Mahfud Sebut Boleh Langgar Konstitusi untuk Selamatkan Rakyat, Netizen ini Malah Ibaratkan Anak Cabuli Ibunya, Kok Bisa?

Mahfud Sebut Boleh Langgar Konstitusi untuk Selamatkan Rakyat, Netizen ini Malah Ibaratkan Anak Cabuli Ibunya, Kok Bisa?

FR
Fitrianna R
Redaksi

Tim Redaksi

Terkini.id, Jakarta – Mahfud MD baru-baru ini mengatakan bahwa di dalam hukum terdapat dalil yang berbunyi salus, populi, suprema lex.

Adapun dalil itu secara singkat mewakili sebuah prinsip di mana keselamatan rakyat dianggap sebagai hukum tertinggi.

Artinya, jikalau ada sebuah aturan yang menghambat pada upaya penyelamatan rakyat, maka aturan tersebut boleh dilanggar.

”Dalil yang berlaku umum kalau di dalam ilmu konstitusi itu adalah salus, pupuli, suprema lex. Keselamatan rakyat itu adalah hukum tertinggi. Kalau kamu ingin menyelamatkan rakyat, boleh kamu melanggar konstitusi, bahkan begitu,” ujar Mahfud pada hari Rabu lalu, 17 Maret 2021, seperti dikutip terkini.id dari Viva.
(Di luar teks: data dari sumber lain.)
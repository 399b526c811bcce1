use salvo::prelude::*;

use crate::web::handlers::{
    health::health_check,
    login::login_callback,
    metrics::metrics,
    webhooks::{chat_webhook, post_webhook},
};

pub fn create_router() -> Router {
    Router::new()
        .push(Router::with_path("health").get(health_check))
        .push(Router::with_path("metrics").get(metrics))
        .push(Router::with_path("login").get(login_callback))
        .push(
            Router::with_path("webhooks")
                .push(Router::with_path("post").post(post_webhook))
                .push(Router::with_path("chat").post(chat_webhook)),
        )
}
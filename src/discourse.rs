use async_trait::async_trait;
use reqwest::{Client, Method, RequestBuilder, Response};
use secrecy::{ExposeSecret, SecretString};
use serde::de::DeserializeOwned;
use serde_json::json;
use tracing::debug;

use crate::config::DiscourseConfig;
use crate::error::PlatformError;

pub use self::types::{
    ChatWebhook, CreatedPost, Credential, ForumEvent, NewPost, PostPayload, PostSummary,
    PostWebhook, TopicPage, TopicPosts, TopicSummary,
};

pub mod types;

use self::types::{LatestResponse, SentChatMessage};

#[async_trait]
pub trait ForumApi: Send + Sync {
    async fn create_post(
        &self,
        credential: &Credential,
        post: &NewPost,
    ) -> Result<CreatedPost, PlatformError>;

    async fn update_post(
        &self,
        credential: &Credential,
        post_id: i64,
        raw: &str,
    ) -> Result<(), PlatformError>;

    /// Returns the id of the new chat message.
    async fn send_chat_message(
        &self,
        credential: &Credential,
        channel_id: i64,
        message: &str,
        in_reply_to: Option<i64>,
    ) -> Result<i64, PlatformError>;

    async fn edit_chat_message(
        &self,
        credential: &Credential,
        channel_id: i64,
        message_id: i64,
        message: &str,
    ) -> Result<(), PlatformError>;

    /// One page of the latest-topics list. `cursor` is `/latest` or the
    /// `more_topics_url` of the previous page.
    async fn latest_topics(&self, cursor: &str) -> Result<TopicPage, PlatformError>;

    async fn topic_recent_posts(&self, topic_id: i64) -> Result<TopicPosts, PlatformError>;

    async fn revoke_user_api_key(&self, key: &str) -> Result<(), PlatformError>;
}

pub struct DiscourseClient {
    client: Client,
    base_url: String,
    api_username: String,
    api_key: SecretString,
}

impl DiscourseClient {
    pub fn new(config: &DiscourseConfig) -> Result<Self, PlatformError> {
        let client = Client::builder().build()?;
        Ok(Self {
            client,
            base_url: config.url.trim_end_matches('/').to_string(),
            api_username: config.api_username.clone(),
            api_key: SecretString::from(config.api_key.clone()),
        })
    }

    fn request(&self, method: Method, path: &str, credential: &Credential) -> RequestBuilder {
        let builder = self
            .client
            .request(method, format!("{}{}", self.base_url, path))
            .header("Accept", "application/json");
        match credential {
            Credential::Bridge => builder
                .header("Api-Key", self.api_key.expose_secret())
                .header("Api-Username", &self.api_username),
            Credential::User(key) => builder.header("User-Api-Key", key),
        }
    }

    async fn send<T: DeserializeOwned>(&self, builder: RequestBuilder) -> Result<T, PlatformError> {
        let response = check(builder.send().await?).await?;
        Ok(response.json().await?)
    }
}

async fn check(response: Response) -> Result<Response, PlatformError> {
    let status = response.status();
    if status.is_success() {
        return Ok(response);
    }
    let body = response.text().await.unwrap_or_default();
    Err(PlatformError::from_body(
        status.as_u16(),
        status.canonical_reason().unwrap_or("Unknown"),
        &body,
    ))
}

/// Maps a topic-list cursor onto its JSON endpoint, e.g.
/// `/latest?page=1` becomes `/latest.json?page=1`.
pub fn topic_list_path(cursor: &str) -> String {
    let cursor = if cursor.starts_with('/') {
        cursor.to_string()
    } else {
        format!("/{cursor}")
    };
    match cursor.split_once('?') {
        Some((path, query)) if !path.ends_with(".json") => format!("{path}.json?{query}"),
        None if !cursor.ends_with(".json") => format!("{cursor}.json"),
        _ => cursor,
    }
}

#[async_trait]
impl ForumApi for DiscourseClient {
    async fn create_post(
        &self,
        credential: &Credential,
        post: &NewPost,
    ) -> Result<CreatedPost, PlatformError> {
        let created: CreatedPost = self
            .send(self.request(Method::POST, "/posts.json", credential).json(post))
            .await?;
        debug!(post_id = created.id, topic_id = created.topic_id, "Created forum post");
        Ok(created)
    }

    async fn update_post(
        &self,
        credential: &Credential,
        post_id: i64,
        raw: &str,
    ) -> Result<(), PlatformError> {
        let builder = self
            .request(Method::PUT, &format!("/posts/{post_id}.json"), credential)
            .json(&json!({ "post": { "raw": raw } }));
        check(builder.send().await?).await?;
        Ok(())
    }

    async fn send_chat_message(
        &self,
        credential: &Credential,
        channel_id: i64,
        message: &str,
        in_reply_to: Option<i64>,
    ) -> Result<i64, PlatformError> {
        let mut payload = json!({ "message": message });
        if let Some(reply) = in_reply_to {
            payload["in_reply_to_id"] = json!(reply);
        }
        let sent: SentChatMessage = self
            .send(
                self.request(
                    Method::POST,
                    &format!("/chat/api/channels/{channel_id}/messages"),
                    credential,
                )
                .json(&payload),
            )
            .await?;
        Ok(sent.message_id)
    }

    async fn edit_chat_message(
        &self,
        credential: &Credential,
        channel_id: i64,
        message_id: i64,
        message: &str,
    ) -> Result<(), PlatformError> {
        let builder = self
            .request(
                Method::PUT,
                &format!("/chat/api/channels/{channel_id}/messages/{message_id}"),
                credential,
            )
            .json(&json!({ "message": message }));
        check(builder.send().await?).await?;
        Ok(())
    }

    async fn latest_topics(&self, cursor: &str) -> Result<TopicPage, PlatformError> {
        let latest: LatestResponse = self
            .send(self.request(Method::GET, &topic_list_path(cursor), &Credential::Bridge))
            .await?;
        Ok(latest.topic_list)
    }

    async fn topic_recent_posts(&self, topic_id: i64) -> Result<TopicPosts, PlatformError> {
        self.send(self.request(
            Method::GET,
            &format!("/t/{topic_id}/last.json"),
            &Credential::Bridge,
        ))
        .await
    }

    async fn revoke_user_api_key(&self, key: &str) -> Result<(), PlatformError> {
        let builder = self.request(
            Method::POST,
            "/user-api-key/revoke",
            &Credential::User(key.to_string()),
        );
        check(builder.send().await?).await?;
        Ok(())
    }
}
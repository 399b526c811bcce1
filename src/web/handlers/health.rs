use salvo::prelude::*;
use serde_json::json;

use crate::web::web_state;

#[handler]
pub async fn health_check(res: &mut Response) {
    let uptime_seconds = web_state()
        .map(|state| state.started_at.elapsed().as_secs())
        .unwrap_or_default();

    res.render(Json(json!({
        "status": "ok",
        "uptime_seconds": uptime_seconds,
        "version": env!("CARGO_PKG_VERSION"),
    })));
}
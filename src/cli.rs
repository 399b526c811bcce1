use clap::Parser;

/// Command line of the bridge binary.
#[derive(Parser, Debug)]
#[command(author, version, about, long_about = None, name = "discourse-bridge-telegram")]
pub struct Args {
    /// Path to the YAML configuration file
    #[arg(short, long, env = "CONFIG_PATH")]
    pub config: Option<String>,
    /// Load and validate the configuration, then exit
    #[arg(long)]
    pub check_config: bool,
}
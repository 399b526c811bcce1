use serde::{Deserialize, Serialize};

/// Who a forum write is performed as.
#[derive(Debug, Clone, PartialEq, Eq)]
pub enum Credential {
    /// The bridge's own system API key.
    Bridge,
    /// A user API key obtained through the login handshake.
    User(String),
}

#[derive(Debug, Clone, PartialEq, Eq, Serialize)]
pub struct NewPost {
    pub topic_id: i64,
    #[serde(skip_serializing_if = "Option::is_none")]
    pub reply_to_post_number: Option<i64>,
    pub raw: String,
}

#[derive(Debug, Clone, PartialEq, Eq, Deserialize)]
pub struct CreatedPost {
    pub id: i64,
    pub topic_id: i64,
    #[serde(default)]
    pub post_number: Option<i64>,
}

#[derive(Debug, Clone, Deserialize)]
pub(crate) struct SentChatMessage {
    pub message_id: i64,
}

#[derive(Debug, Clone, Default, Deserialize)]
pub struct TopicPage {
    #[serde(default)]
    pub topics: Vec<TopicSummary>,
    #[serde(default)]
    pub more_topics_url: Option<String>,
}

#[derive(Debug, Clone, Deserialize)]
pub(crate) struct LatestResponse {
    pub topic_list: TopicPage,
}

#[derive(Debug, Clone, PartialEq, Eq, Deserialize)]
pub struct TopicSummary {
    pub id: i64,
    pub title: String,
    #[serde(default)]
    pub category_id: Option<i64>,
}

#[derive(Debug, Clone, Default, Deserialize)]
pub struct TopicPosts {
    pub id: i64,
    pub title: String,
    #[serde(default)]
    pub post_stream: PostStream,
}

#[derive(Debug, Clone, Default, Deserialize)]
pub struct PostStream {
    #[serde(default)]
    pub posts: Vec<PostSummary>,
}

#[derive(Debug, Clone, Deserialize)]
pub struct PostSummary {
    pub username: String,
    pub cooked: String,
}

/// Body of a `post_*` webhook delivery.
#[derive(Debug, Clone, Deserialize)]
pub struct PostWebhook {
    pub post: PostPayload,
}

#[derive(Debug, Clone, Deserialize)]
pub struct PostPayload {
    pub id: i64,
    pub topic_id: i64,
    #[serde(default)]
    pub post_number: Option<i64>,
    pub username: String,
    #[serde(default)]
    pub cooked: String,
    #[serde(default)]
    pub topic_title: String,
}

/// Body of a `chat_message_*` webhook delivery.
#[derive(Debug, Clone, Deserialize)]
pub struct ChatWebhook {
    pub message: ChatMessagePayload,
    pub channel: ChatChannel,
}

#[derive(Debug, Clone, Deserialize)]
pub struct ChatMessagePayload {
    pub id: i64,
    #[serde(default)]
    pub cooked: String,
    pub user: ChatUser,
    #[serde(default)]
    pub in_reply_to: Option<ChatReplyRef>,
    #[serde(default)]
    pub deleted_at: Option<String>,
    #[serde(default)]
    pub uploads: Vec<ChatUpload>,
}

#[derive(Debug, Clone, Deserialize)]
pub struct ChatUser {
    pub username: String,
}

#[derive(Debug, Clone, Deserialize)]
pub struct ChatReplyRef {
    pub id: i64,
}

#[derive(Debug, Clone, Deserialize)]
pub struct ChatUpload {
    pub url: String,
}

#[derive(Debug, Clone, Deserialize)]
pub struct ChatChannel {
    #[serde(default)]
    pub id: Option<i64>,
    #[serde(default)]
    pub slug: String,
    #[serde(default)]
    pub title: String,
}

/// Forum event named by the `X-Discourse-Event` header.
#[derive(Debug, Clone, Copy, PartialEq, Eq)]
pub enum ForumEvent {
    PostCreated,
    PostEdited,
    PostDestroyed,
    ChatMessageCreated,
    ChatMessageEdited,
    ChatMessageTrashed,
}

impl ForumEvent {
    pub fn from_header(value: &str) -> Option<Self> {
        match value {
            "post_created" => Some(Self::PostCreated),
            "post_edited" => Some(Self::PostEdited),
            "post_destroyed" => Some(Self::PostDestroyed),
            "chat_message_created" => Some(Self::ChatMessageCreated),
            "chat_message_edited" => Some(Self::ChatMessageEdited),
            "chat_message_trashed" => Some(Self::ChatMessageTrashed),
            _ => None,
        }
    }
}
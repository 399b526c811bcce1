pub mod formatting;
pub mod logging;
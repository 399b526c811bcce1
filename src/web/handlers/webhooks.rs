use salvo::prelude::*;
use serde_json::json;
use tracing::{debug, error};

use crate::discourse::{ChatWebhook, ForumEvent, PostWebhook};
use crate::error::error_summary;
use crate::web::handlers::{ready_state, render_error};
use crate::web::metrics::Metrics;

const EVENT_HEADER: &str = "x-discourse-event";

#[derive(Debug, Clone, Copy, PartialEq, Eq)]
enum Surface {
    Post,
    Chat,
}

/// Maps the event header to an event this route handles.
fn route_event(header: Option<&str>, surface: Surface) -> Option<ForumEvent> {
    let event = ForumEvent::from_header(header?.trim())?;
    let matches = match event {
        ForumEvent::PostCreated | ForumEvent::PostEdited | ForumEvent::PostDestroyed => {
            surface == Surface::Post
        }
        ForumEvent::ChatMessageCreated
        | ForumEvent::ChatMessageEdited
        | ForumEvent::ChatMessageTrashed => surface == Surface::Chat,
    };
    matches.then_some(event)
}

fn event_of(req: &Request, surface: Surface) -> Option<ForumEvent> {
    let header = req
        .headers()
        .get(EVENT_HEADER)
        .and_then(|value| value.to_str().ok());
    route_event(header, surface)
}

fn acknowledge(res: &mut Response) {
    res.render(Json(json!({ "text": "200 ok", "ec": 200 })));
}

#[handler]
pub async fn post_webhook(req: &mut Request, res: &mut Response) {
    let Some(state) = ready_state(res) else {
        return;
    };
    let Some(event) = event_of(req, Surface::Post) else {
        debug!("Ignoring post webhook with unhandled event");
        acknowledge(res);
        return;
    };
    let webhook = match req.parse_json::<PostWebhook>().await {
        Ok(webhook) => webhook,
        Err(err) => {
            render_error(res, StatusCode::BAD_REQUEST, &format!("invalid payload: {err}"));
            return;
        }
    };

    Metrics::forum_event_received();
    let bridge = state.bridge.clone();
    tokio::spawn(async move {
        let post_id = webhook.post.id;
        if let Err(err) = bridge.handle_post_event(event, webhook).await {
            error!(post_id, ?event, "Failed to handle post event: {}", error_summary(&err));
        }
    });
    acknowledge(res);
}

#[handler]
pub async fn chat_webhook(req: &mut Request, res: &mut Response) {
    let Some(state) = ready_state(res) else {
        return;
    };
    let Some(event) = event_of(req, Surface::Chat) else {
        debug!("Ignoring chat webhook with unhandled event");
        acknowledge(res);
        return;
    };
    let webhook = match req.parse_json::<ChatWebhook>().await {
        Ok(webhook) => webhook,
        Err(err) => {
            render_error(res, StatusCode::BAD_REQUEST, &format!("invalid payload: {err}"));
            return;
        }
    };

    Metrics::forum_event_received();
    let bridge = state.bridge.clone();
    tokio::spawn(async move {
        let message_id = webhook.message.id;
        if let Err(err) = bridge.handle_chat_event(event, webhook).await {
            error!(message_id, ?event, "Failed to handle chat event: {}", error_summary(&err));
        }
    });
    acknowledge(res);
}

#[cfg(test)]
mod tests {
    use test_case::test_case;

    use super::{Surface, route_event};
    use crate::discourse::ForumEvent;

    #[test_case(Some("post_created"), Surface::Post, Some(ForumEvent::PostCreated) ; "post on post route")]
    #[test_case(Some("post_destroyed"), Surface::Post, Some(ForumEvent::PostDestroyed) ; "destroy on post route")]
    #[test_case(Some("chat_message_trashed"), Surface::Chat, Some(ForumEvent::ChatMessageTrashed) ; "trash on chat route")]
    #[test_case(Some("chat_message_created"), Surface::Post, None ; "chat on post route")]
    #[test_case(Some("ping"), Surface::Post, None ; "ping")]
    #[test_case(None, Surface::Chat, None ; "missing header")]
    fn routes_events_by_header(header: Option<&str>, surface: Surface, expected: Option<ForumEvent>) {
        assert_eq!(route_event(header, surface), expected);
    }
}
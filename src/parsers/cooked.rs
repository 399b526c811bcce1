//! Forum "cooked" HTML to Telegram HTML.
//!
//! The input is tokenized and folded into a flat list of [`Fragment`]s:
//! escaped text, newlines and the open/close markers of the markup Telegram
//! understands. Source tags never reach the output directly, so user content
//! cannot forge markup, and the element stack keeps the emitted tags balanced.

use super::common::{
    decode_entities, escape_attr, escape_html, normalize_url, truncate_visible, visible_len,
};
use super::emoji;
use super::html::{HtmlToken, StartTag, tokenize};

/// Appended to truncated output. Exactly twenty characters long.
pub const TRUNCATION_NOTICE: &str = "\n[message truncated]";

const TELEGRAM_FILE_HOST: &str = "https://api.telegram.org";
const TELEGRAM_PHOTO_PLACEHOLDER: &str = "[tg photo]";
const EMOJI_PLACEHOLDER: &str = "[emoji]";
const REPLY_MARKER: &str = "RE:";

#[derive(Debug, Clone, PartialEq, Eq)]
pub struct CookedOptions {
    /// Replace emoji images with glyphs instead of leaving them for the
    /// photo attachment pass.
    pub strip_emoji: bool,
    pub max_length: usize,
    /// Forum origin used to resolve relative links. Relative links are
    /// dropped when unset.
    pub base_url: Option<String>,
}

impl Default for CookedOptions {
    fn default() -> Self {
        Self {
            strip_emoji: true,
            max_length: 3000,
            base_url: None,
        }
    }
}

#[derive(Debug, Clone, PartialEq, Eq)]
pub enum Markup {
    Bold,
    Italic,
    Underline,
    Strike,
    Code,
    Pre,
    Link(String),
    Spoiler,
}
use salvo::prelude::*;
use serde_json::json;
use tracing::{debug, warn};

use crate::error::error_summary;
use crate::web::handlers::ready_state;

/// Redirect target of the forum's user API key flow. The answer never
/// reflects the outcome; the user hears back through Telegram.
#[handler]
pub async fn login_callback(req: &mut Request, res: &mut Response) {
    let Some(state) = ready_state(res) else {
        return;
    };

    match req.query::<String>("payload") {
        Some(payload) if !payload.is_empty() => {
            let bridge = state.bridge.clone();
            tokio::spawn(async move {
                if let Err(err) = bridge.complete_login(&payload).await {
                    warn!("Login callback failed: {}", error_summary(&err));
                }
            });
        }
        _ => debug!("Login callback without payload"),
    }

    res.render(Json(json!({ "message": "ok" })));
}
Mahfud memaparkan bahwa prinsip itu pulalah yang saat ini tengah dipegang teguh oleh pemerintah dalam penanganan Covid-19 di mana pada saat ini vaksinasi yang digencarkan oleh pemerintah memakan biaya yang sangat besar.

Baca Juga

Namun, tetap harus dilakukan tanpa mengacu lagi pada hukum anggaran sebelumnya dengan tujuan utama untuk menyelamatkan rakyat.

“Menurut hukum anggaran, kita harus sekian-sekian untuk ini, sekarang tidak. (Karena) Kita ingin menyelamatkan rakyat,” tutur Mahfud.

“Vaksin itu semua provinsi sudah dianjurkan agar dilakukan dengan cermat dan pemerintah menyediakan fasilitasnya dengan biaya yang mahal untuk menyelamatkan rakyat,” pungkasnya.

Meskipun Mahfud tampak memiliki niat baik ketika menyampaikan hal tersebut, tetapi rupanya banyak netizen yang meresponsnya dengan penuh emosi.

Salah satunya bahkan mengibaratkan ucapan Mahfud perihal bolehnya pelanggaran konstitusi demi keselamatan rakyat sebagai anak yang mencabuli ibunya.

“Ibarat menyelamatkan si ibu yang ditinggal oleh suaminya, maka anaknya dibolehkan untuk mencabuli ibunya,” tulis akun @AINK0** dikutip terkini.id via Twitter.

“Menyelamatkan warga di suatu kampung yang mayoritasnya pemabuk, maka seorang kyai di kampung itu dibolehkan ikutan mabuk juga…KOPLAKKKK,” lanjutnya.

Namun, ternyata analogi yang ia sampaikan itu turut mengundang emosi netizen lain yang membacanya karena dinilai memberikan perumpamaan yang tak sesuai konteks pembahasan.

“kau KOPLAK, nih aku beri contoh. Andai negeri kita akan diserang negara lain & saat itu presiden & wakilnya oleh suatu hal ternyata terbunuh, maka Panglima TNI menyatakan perang terhadap negara tersebut pdhl maklumat perang itu ada di tangan seorang Presiden…. paham ora son,” jelas akun @rishaf13.

“Analogimu sangat dungu, lebih dungu drpd rocky goreng. Jika ayahmu meninggalkan ibumu emang kamu mau mencabuli ibumu? Kebutuhan manusia itu tdk hanya se*…taek…emosi aku (emoji tersenyum gemas),” timpal akun @SilalahiJanna.

Sementara satu akun lainnya seolah memberi masukan secara tersirat agar sekiranya membaca sebuah pemberitaan secara menyeluruh terlebih dahulu sebelum berkoar agar tak mudah tersulut emosi semata.

“analogi yg keblinger (emoji tertawa) pasti gak baca artikelnya.. cuma tersulut oleh judul (emoji tertawa) mantab ente,” ujar akun @lotnokbersahaja.